§ **Activity**
Starting at the first line of the data below, repeat each line word for word up to and including the line with "Long-running work calls".

§ **Information supplied**
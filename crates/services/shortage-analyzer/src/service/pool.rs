//! Bounded worker pool for per-role tasks.

use crate::config::RuntimeConfig;
use crate::error::{InsightError, Result};
use rayon::prelude::*;
use std::panic::{self, AssertUnwindSafe};
use std::sync::atomic::{AtomicBool, Ordering};
use std::sync::Arc;
use std::time::{Duration, Instant};
use tracing::{error, warn};

/// Deadline and cancellation flag of one task. Long-running work calls
/// [`TaskDeadline::check`] between units of work.
#[derive(Debug, Clone)]
pub struct TaskDeadline {
    started: Instant,
    timeout: Option<Duration>,
    cancelled: Arc<AtomicBool>,
}

impl TaskDeadline {
    pub fn new(timeout: Duration, cancelled: Arc<AtomicBool>) -> Self {
        Self {
            started: Instant::now(),
            timeout: Some(timeout),
            cancelled,
        }
    }

    /// Never expires and cannot be cancelled.
    pub fn unlimited() -> Self {
        Self {
            started: Instant::now(),
            timeout: None,
            cancelled: Arc::new(AtomicBool::new(false)),
        }
    }

    pub fn elapsed(&self) -> Duration {
        self.started.elapsed()
    }

    pub fn check(&self, what: &str) -> Result<()> {
        if self.cancelled.load(Ordering::Relaxed) {
            return Err(InsightError::timeout(format!("{what}: cancelled")));
        }
        if let Some(timeout) = self.timeout {
            if self.started.elapsed() > timeout {
                return Err(InsightError::timeout(format!(
                    "{what}: exceeded {:.1}s deadline",
                    timeout.as_secs_f64()
                )));
            }
        }
        Ok(())
    }
}

pub struct RoleWorkerPool {
    pool: rayon::ThreadPool,
    timeout: Duration,
    cancelled: Arc<AtomicBool>,
}

impl RoleWorkerPool {
    /// `threads == 0` lets rayon pick one thread per core.
    pub fn new(threads: usize, timeout: Duration) -> Result<Self> {
        let mut builder =
            rayon::ThreadPoolBuilder::new().thread_name(|i| format!("shortage-worker-{i}"));
        if threads > 0 {
            builder = builder.num_threads(threads);
        }
        let pool = builder
            .build()
            .map_err(|e| InsightError::internal(format!("failed to build worker pool: {e}")))?;
        Ok(Self {
            pool,
            timeout,
            cancelled: Arc::new(AtomicBool::new(false)),
        })
    }

    pub fn from_config(runtime: &RuntimeConfig) -> Result<Self> {
        Self::new(
            runtime.worker_threads,
            Duration::from_secs(runtime.task_timeout_secs),
        )
    }

    pub fn threads(&self) -> usize {
        self.pool.current_num_threads()
    }

    /// Makes every running and future task fail its next deadline check
    /// until [`RoleWorkerPool::reset`].
    pub fn cancel(&self) {
        warn!("Cancelling outstanding role tasks");
        self.cancelled.store(true, Ordering::Relaxed);
    }

    /// Clears a previous [`RoleWorkerPool::cancel`] so new tasks run again.
    pub fn reset(&self) {
        self.cancelled.store(false, Ordering::Relaxed);
    }

    pub fn is_cancelled(&self) -> bool {
        self.cancelled.load(Ordering::Relaxed)
    }

    /// Applies `f` to every item in parallel. Output order follows input order.
    pub fn map<T, R, F>(&self, items: &[T], f: F) -> Vec<R>
    where
        T: Sync,
        R: Send,
        F: Fn(&T) -> R + Sync,
    {
        self.pool.install(|| items.par_iter().map(&f).collect())
    }

    /// Runs a fallible task per item with its own deadline. A panicking task
    /// yields an `Internal` error for that item only.
    pub fn run_each<T, R, F>(&self, items: &[T], f: F) -> Vec<Result<R>>
    where
        T: Sync,
        R: Send,
        F: Fn(&T, &TaskDeadline) -> Result<R> + Sync,
    {
        self.pool.install(|| {
            items
                .par_iter()
                .map(|item| {
                    let deadline = TaskDeadline::new(self.timeout, Arc::clone(&self.cancelled));
                    match panic::catch_unwind(AssertUnwindSafe(|| f(item, &deadline))) {
                        Ok(result) => result,
                        Err(payload) => {
                            let msg = panic_message(payload.as_ref());
                            error!(panic = %msg, "Role task panicked");
                            Err(InsightError::internal(format!("task panicked: {msg}")))
                        }
                    }
                })
                .collect()
        })
    }
}

fn panic_message(payload: &(dyn std::any::Any + Send)) -> String {
    if let Some(s) = payload.downcast_ref::<&str>() {
        s.to_string()
    } else if let Some(s) = payload.downcast_ref::<String>() {
        s.clone()
    } else {
        "unknown panic".to_string()
    }
}
//! Analyzer configuration.
//!
//! Every recognized option lives in [`AnalyzerConfig`]. Missing sections and
//! fields fall back to their defaults, so a config file only needs to name
//! what it changes.

use crate::error::{InsightError, Result};
use crate::models::CoverageMode;
use chrono::{Datelike, NaiveDate, Weekday};
use serde::{Deserialize, Serialize};
use std::path::Path;

/// Prefix for environment overrides, e.g. `SHORTAGE__FORECAST__HORIZON_DAYS=14`.
pub const ENV_PREFIX: &str = "SHORTAGE";

#[derive(Debug, Clone, Serialize, Deserialize, PartialEq, Default)]
#[serde(default)]
pub struct AnalyzerConfig {
    pub grid: GridConfig,
    pub ingest: IngestConfig,
    pub resolver: ResolverConfig,
    pub coverage: CoverageConfig,
    pub shortage: ShortageConfig,
    pub forecast: ForecastConfig,
    pub integration: IntegrationConfig,
    pub runtime: RuntimeConfig,
}

/// Time grid inference.
#[derive(Debug, Clone, Serialize, Deserialize, PartialEq, Default)]
#[serde(default)]
pub struct GridConfig {
    /// Slot length in minutes. When unset the slot length is inferred from
    /// the number of distinct time-of-day values in the allocation data.
    pub slot_minutes: Option<u32>,
}

#[derive(Debug, Clone, Serialize, Deserialize, PartialEq)]
#[serde(default)]
pub struct IngestConfig {
    /// File-name prefix stripped from need files to obtain the role token.
    pub need_file_prefix: String,
    /// Extension of need files picked up from a directory.
    pub need_file_extension: String,
    /// Employment label used when a record carries none.
    pub default_employment: String,
}

impl Default for IngestConfig {
    fn default() -> Self {
        Self {
            need_file_prefix: "need_per_show_role_".to_string(),
            need_file_extension: "csv".to_string(),
            default_employment: "unknown".to_string(),
        }
    }
}

#[derive(Debug, Clone, Serialize, Deserialize, PartialEq)]
#[serde(default)]
pub struct ResolverConfig {
    /// Domain keywords tried in order by the keyword pass.
    pub keywords: Vec<String>,
}

impl Default for ResolverConfig {
    fn default() -> Self {
        let keywords = [
            "介護", "看護", "機能訓練", "相談", "事務", "管理", "調理", "運転", "清掃", "nurse",
            "care", "therap", "admin", "manager", "cook", "driver", "clean",
        ];
        Self {
            keywords: keywords.iter().map(|k| k.to_string()).collect(),
        }
    }
}

/// Days of the allocation history used as the baseline in
/// [`CoverageMode::BaselineRelative`].
#[derive(Debug, Clone, Copy, Serialize, Deserialize, PartialEq, Eq, Default)]
#[serde(rename_all = "snake_case")]
pub enum BaselineWindow {
    AllDays,
    #[default]
    Weekdays,
    Weekends,
}

impl BaselineWindow {
    pub fn contains(&self, date: NaiveDate) -> bool {
        let weekend = matches!(date.weekday(), Weekday::Sat | Weekday::Sun);
        match self {
            BaselineWindow::AllDays => true,
            BaselineWindow::Weekdays => !weekend,
            BaselineWindow::Weekends => weekend,
        }
    }
}

#[derive(Debug, Clone, Serialize, Deserialize, PartialEq)]
#[serde(default)]
pub struct CoverageConfig {
    pub mode: CoverageMode,
    pub baseline_window: BaselineWindow,
    /// Ratio below which a slot is CRITICAL.
    pub critical_ratio: f64,
    /// Ratio below which a slot is a shortage (MODERATE).
    pub shortage_ratio: f64,
}

impl Default for CoverageConfig {
    fn default() -> Self {
        Self {
            mode: CoverageMode::NeedBased,
            baseline_window: BaselineWindow::Weekdays,
            critical_ratio: 0.5,
            shortage_ratio: 0.7,
        }
    }
}

#[derive(Debug, Clone, Serialize, Deserialize, PartialEq)]
#[serde(default)]
pub struct ShortageConfig {
    /// |shortage| at or below this many hours/day is BALANCED.
    pub balance_tolerance_hours: f64,
    /// Organization shortage below which masking is suspected (hours/day).
    pub masking_org_threshold_hours: f64,
    /// Role imbalance above which masking is confirmed (hours/day).
    pub masking_role_threshold_hours: f64,
}

impl Default for ShortageConfig {
    fn default() -> Self {
        Self {
            balance_tolerance_hours: 0.1,
            masking_org_threshold_hours: 5.0,
            masking_role_threshold_hours: 2.0,
        }
    }
}

#[derive(Debug, Clone, Serialize, Deserialize, PartialEq)]
#[serde(default)]
pub struct ForestParams {
    pub n_trees: usize,
    pub max_depth: usize,
    pub min_samples_leaf: usize,
    /// Bootstrap sample size as a share of the training rows.
    pub sample_ratio: f64,
    /// Share of features considered at each split.
    pub feature_ratio: f64,
}

impl Default for ForestParams {
    fn default() -> Self {
        Self {
            n_trees: 30,
            max_depth: 8,
            min_samples_leaf: 2,
            sample_ratio: 1.0,
            feature_ratio: 0.7,
        }
    }
}

#[derive(Debug, Clone, Serialize, Deserialize, PartialEq)]
#[serde(default)]
pub struct BoostingParams {
    pub n_estimators: usize,
    pub learning_rate: f64,
    pub max_depth: usize,
    pub min_samples_leaf: usize,
    /// Row subsample per stage (1.0 = all rows).
    pub subsample: f64,
}

impl Default for BoostingParams {
    fn default() -> Self {
        Self {
            n_estimators: 60,
            learning_rate: 0.1,
            max_depth: 3,
            min_samples_leaf: 3,
            subsample: 0.8,
        }
    }
}

#[derive(Debug, Clone, Serialize, Deserialize, PartialEq)]
#[serde(default)]
pub struct ForecastConfig {
    pub enabled: bool,
    pub horizon_days: u32,
    /// Minimum observed (date, hour) points required to train a role model.
    pub min_samples: usize,
    pub train_ratio: f64,
    pub cv_folds: usize,
    pub seed: u64,
    pub forest: ForestParams,
    pub boosting: BoostingParams,
    /// Sample count at which the volume part of confidence saturates.
    pub confidence_full_samples: usize,
    pub confidence_floor: f64,
    pub confidence_ceiling: f64,
    /// Multiplier applied outside the role's typical operating hours.
    pub off_hours_confidence_factor: f64,
    /// Share of observed days an hour must be active on to count as typical.
    pub typical_hour_min_share: f64,
}

impl Default for ForecastConfig {
    fn default() -> Self {
        Self {
            enabled: true,
            horizon_days: 7,
            min_samples: 10,
            train_ratio: 0.8,
            cv_folds: 3,
            seed: 42,
            forest: ForestParams::default(),
            boosting: BoostingParams::default(),
            confidence_full_samples: 200,
            confidence_floor: 0.3,
            confidence_ceiling: 0.95,
            off_hours_confidence_factor: 0.5,
            typical_hour_min_share: 0.25,
        }
    }
}

#[derive(Debug, Clone, Serialize, Deserialize, PartialEq)]
#[serde(default)]
pub struct IntegrationConfig {
    pub trend_increase_factor: f64,
    pub trend_decrease_factor: f64,
    pub data_quality_weight: f64,
    pub model_weight: f64,
    /// Daily shortage (hours) above which an urgent review is recommended.
    pub urgent_shortage_hours: f64,
    /// Daily shortage (hours) above which a rising trend is flagged.
    pub moderate_shortage_hours: f64,
    /// Daily surplus (hours) above which reallocation is suggested.
    pub surplus_hours: f64,
}

impl Default for IntegrationConfig {
    fn default() -> Self {
        Self {
            trend_increase_factor: 1.1,
            trend_decrease_factor: 0.9,
            data_quality_weight: 0.4,
            model_weight: 0.6,
            urgent_shortage_hours: 3.0,
            moderate_shortage_hours: 1.0,
            surplus_hours: 3.0,
        }
    }
}

#[derive(Debug, Clone, Serialize, Deserialize, PartialEq)]
#[serde(default)]
pub struct RuntimeConfig {
    /// Worker pool size; 0 lets rayon pick one thread per core.
    pub worker_threads: usize,
    /// Per-role task deadline in seconds.
    pub task_timeout_secs: u64,
    pub cache_ttl_secs: u64,
    pub cache_max_entries: usize,
}

impl Default for RuntimeConfig {
    fn default() -> Self {
        Self {
            worker_threads: 0,
            task_timeout_secs: 120,
            cache_ttl_secs: 900,
            cache_max_entries: 512,
        }
    }
}

impl AnalyzerConfig {
    /// Loads a YAML/TOML/JSON file and applies `SHORTAGE__...` overrides.
    pub fn load(path: impl AsRef<Path>) -> Result<Self> {
        let config: Self = insight_config::load_with_env(path, ENV_PREFIX)?;
        config.validate()?;
        Ok(config)
    }

    /// Defaults plus `SHORTAGE__...` overrides.
    pub fn from_env() -> Result<Self> {
        let config: Self = insight_config::load_env_only(ENV_PREFIX)?;
        config.validate()?;
        Ok(config)
    }

    pub fn validate(&self) -> Result<()> {
        if let Some(m) = self.grid.slot_minutes {
            if m == 0 || 1440 % m != 0 {
                return Err(InsightError::config(format!(
                    "grid.slot_minutes must evenly divide 1440, got {m}"
                )));
            }
        }

        let c = &self.coverage;
        if !(c.critical_ratio > 0.0 && c.critical_ratio <= c.shortage_ratio) {
            return Err(InsightError::config(
                "coverage.critical_ratio must be positive and not exceed coverage.shortage_ratio",
            ));
        }

        let s = &self.shortage;
        if s.balance_tolerance_hours < 0.0
            || s.masking_org_threshold_hours < 0.0
            || s.masking_role_threshold_hours < 0.0
        {
            return Err(InsightError::config("shortage thresholds must be non-negative"));
        }

        let f = &self.forecast;
        if !(f.train_ratio > 0.0 && f.train_ratio < 1.0) {
            return Err(InsightError::config("forecast.train_ratio must be in (0, 1)"));
        }
        if f.cv_folds < 2 {
            return Err(InsightError::config("forecast.cv_folds must be at least 2"));
        }
        if f.min_samples == 0 {
            return Err(InsightError::config("forecast.min_samples must be positive"));
        }
        if f.forest.n_trees == 0 || f.boosting.n_estimators == 0 {
            return Err(InsightError::config("ensembles need at least one tree"));
        }
        if f.forest.max_depth == 0 || f.boosting.max_depth == 0 {
            return Err(InsightError::config("tree max_depth must be positive"));
        }
        if !(0.0..=1.0).contains(&f.confidence_floor)
            || !(0.0..=1.0).contains(&f.confidence_ceiling)
            || f.confidence_floor > f.confidence_ceiling
        {
            return Err(InsightError::config(
                "forecast confidence floor/ceiling must satisfy 0 <= floor <= ceiling <= 1",
            ));
        }
        for (name, v) in [
            ("forest.sample_ratio", f.forest.sample_ratio),
            ("forest.feature_ratio", f.forest.feature_ratio),
            ("boosting.subsample", f.boosting.subsample),
            ("boosting.learning_rate", f.boosting.learning_rate),
        ] {
            if !(v > 0.0 && v <= 1.0) {
                return Err(InsightError::config(format!(
                    "forecast.{name} must be in (0, 1], got {v}"
                )));
            }
        }

        let i = &self.integration;
        if i.trend_decrease_factor > i.trend_increase_factor {
            return Err(InsightError::config(
                "integration.trend_decrease_factor must not exceed trend_increase_factor",
            ));
        }
        if i.data_quality_weight < 0.0
            || i.model_weight < 0.0
            || i.data_quality_weight + i.model_weight <= 0.0
        {
            return Err(InsightError::config(
                "reliability weights must be non-negative with a positive sum",
            ));
        }

        if self.runtime.task_timeout_secs == 0 {
            return Err(InsightError::config("runtime.task_timeout_secs must be positive"));
        }

        Ok(())
    }
}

§ **Written response**
filename crates/services/shortage-analyzer/src/service/pool.rs
//! Bounded worker pool for per-role tasks.

use crate::config::RuntimeConfig;
use crate::error::{InsightError, Result};
use rayon::prelude::*;
use std::panic::{self, AssertUnwindSafe};
use std::sync::atomic::{AtomicBool, Ordering};
use std::sync::Arc;
use std::time::{Duration, Instant};
use tracing::{error, warn};

/// Deadline and cancellation flag of one task. Long-running work calls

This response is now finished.